• **SUPPLIED ENTRIES**
//! Framebuffer and style types for terminal rendering.

/// 24-bit RGB color.
#[derive(Debug, Clone, Copy, PartialEq, Eq, Default)]
pub struct Rgb {
    pub r: u8,
    pub g: u8,
    pub b: u8,
}

impl Rgb {
    pub const fn new(r: u8, g: u8, b: u8) -> Self {
        Self { r, g, b }
    }
}

/// Minimal per-cell styling.
///
/// Terminal cells carry one glyph; `bg` is the board color and `fg` the glyph color.
#[derive(Debug, Clone, Copy, PartialEq, Eq)]
pub struct CellStyle {
    pub fg: Rgb,
    pub bg: Rgb,
    pub bold: bool,
    pub dim: bool,
}

impl CellStyle {
    /// Plain style: no bold, no dim.
    pub const fn new(fg: Rgb, bg: Rgb) -> Self {
        Self {
            fg,
            bg,
            bold: false,
            dim: false,
        }
    }

    pub const fn bold(mut self) -> Self {
        self.bold = true;
        self
    }

    pub const fn dim(mut self) -> Self {
        self.dim = true;
        self
    }
}

impl Default for CellStyle {
    fn default() -> Self {
        Self::new(Rgb::new(220, 220, 220), Rgb::new(0, 0, 0))
    }
}

/// A single terminal cell: one glyph and its style.
#[derive(Debug, Clone, Copy, PartialEq, Eq)]
pub struct Cell {
    pub ch: char,
    pub style: CellStyle,
}

impl Default for Cell {
    fn default() -> Self {
        Self {
            ch: ' ',
            style: CellStyle::default(),
        }
    }
}

/// 2D framebuffer of styled character cells.
#[derive(Debug, Clone, PartialEq, Eq)]
pub struct FrameBuffer {
    width: u16,
    height: u16,
    cells: Vec<Cell>,
}

impl FrameBuffer {
    pub fn new(width: u16, height: u16) -> Self {
        let len = (width as usize) * (height as usize);
        Self {
            width,
            height,
            cells: vec![Cell::default(); len],
        }
    }

    pub fn width(&self) -> u16 {
        self.width
    }

    pub fn height(&self) -> u16 {
        self.height
    }

    /// Resize the framebuffer.
    ///
    /// This preserves the underlying allocation when possible.
    pub fn resize(&mut self, width: u16, height: u16) {
        if self.width == width && self.height == height {
            return;
        }
        self.width = width;
        self.height = height;
        let len = (width as usize) * (height as usize);
        self.cells.resize(len, Cell::default());
    }

    pub fn cells(&self) -> &[Cell] {
        &self.cells
    }

    #[inline(always)]
    fn idx(&self, x: u16, y: u16) -> Option<usize> {
        if x >= self.width || y >= self.height {
            return None;
        }
        Some((y as usize) * (self.width as usize) + (x as usize))
    }

    pub fn get(&self, x: u16, y: u16) -> Option<Cell> {
        self.idx(x, y).map(|i| self.cells[i])
    }

    pub fn set(&mut self, x: u16, y: u16, cell: Cell) {
        if let Some(i) = self.idx(x, y) {
            self.cells[i] = cell;
        }
    }

    /// Reset every cell to `cell`.
    pub fn clear(&mut self, cell: Cell) {
        self.cells.fill(cell);
    }

    pub fn put_char(&mut self, x: u16, y: u16, ch: char, style: CellStyle) {
        self.set(x, y, Cell { ch, style });
    }

    pub fn put_str(&mut self, x: u16, y: u16, s: &str, style: CellStyle) {
        let mut cx = x;
        for ch in s.chars() {
            if cx >= self.width {
                break;
            }
            self.put_char(cx, y, ch, style);
            cx += 1;
        }
    }

    /// Write a decimal number without allocating.
    ///
    /// Returns the number of columns written.
    pub fn put_u32(&mut self, x: u16, y: u16, value: u32, style: CellStyle) -> u16 {
        let mut digits = [0u8; 10];
        let mut len = 0usize;
        let mut v = value;
        loop {
            digits[len] = b'0' + (v % 10) as u8;
            len += 1;
            v /= 10;
            if v == 0 {
                break;
            }
        }
        for i in 0..len {
            let ch = digits[len - 1 - i] as char;
            self.put_char(x.saturating_add(i as u16), y, ch, style);
        }
        len as u16
    }

    /// Write `s` centered within `[x, x + w)`.
    pub fn put_str_centered(&mut self, x: u16, y: u16, w: u16, s: &str, style: CellStyle) {
        let len = s.chars().count() as u16;
        self.put_str(x.saturating_add(w.saturating_sub(len) / 2), y, s, style);
    }

    /// Draw a single-line box outline. Boxes smaller than 2x2 are skipped.
    pub fn draw_box(&mut self, x: u16, y: u16, w: u16, h: u16, style: CellStyle) {
        if w < 2 || h < 2 {
            return;
        }
        let right = x + w - 1;
        let bottom = y + h - 1;
        self.put_char(x, y, '┌', style);
        self.put_char(right, y, '┐', style);
        self.put_char(x, bottom, '└', style);
        self.put_char(right, bottom, '┘', style);
        for dx in 1..w - 1 {
            self.put_char(x + dx, y, '─', style);
            self.put_char(x + dx, bottom, '─', style);
        }
        for dy in 1..h - 1 {
            self.put_char(x, y + dy, '│', style);
            self.put_char(right, y + dy, '│', style);
        }
    }

    pub fn fill_rect(&mut self, x: u16, y: u16, w: u16, h: u16, ch: char, style: CellStyle) {
        for dy in 0..h {
            for dx in 0..w {
                self.put_char(x.saturating_add(dx), y.saturating_add(dy), ch, style);
            }
        }
    }
}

• **THE PROBLEM**
Search the entries for the word "PartialEq", then copy every line in which it is found.

• **RESULT**
#[derive(Debug, Clone, Copy, PartialEq, Eq, Default)]
#[derive(Debug, Clone, Copy, PartialEq, Eq)]
#[derive(Debug, Clone, Copy, PartialEq, Eq)]
#[derive(Debug, Clone, PartialEq, Eq)]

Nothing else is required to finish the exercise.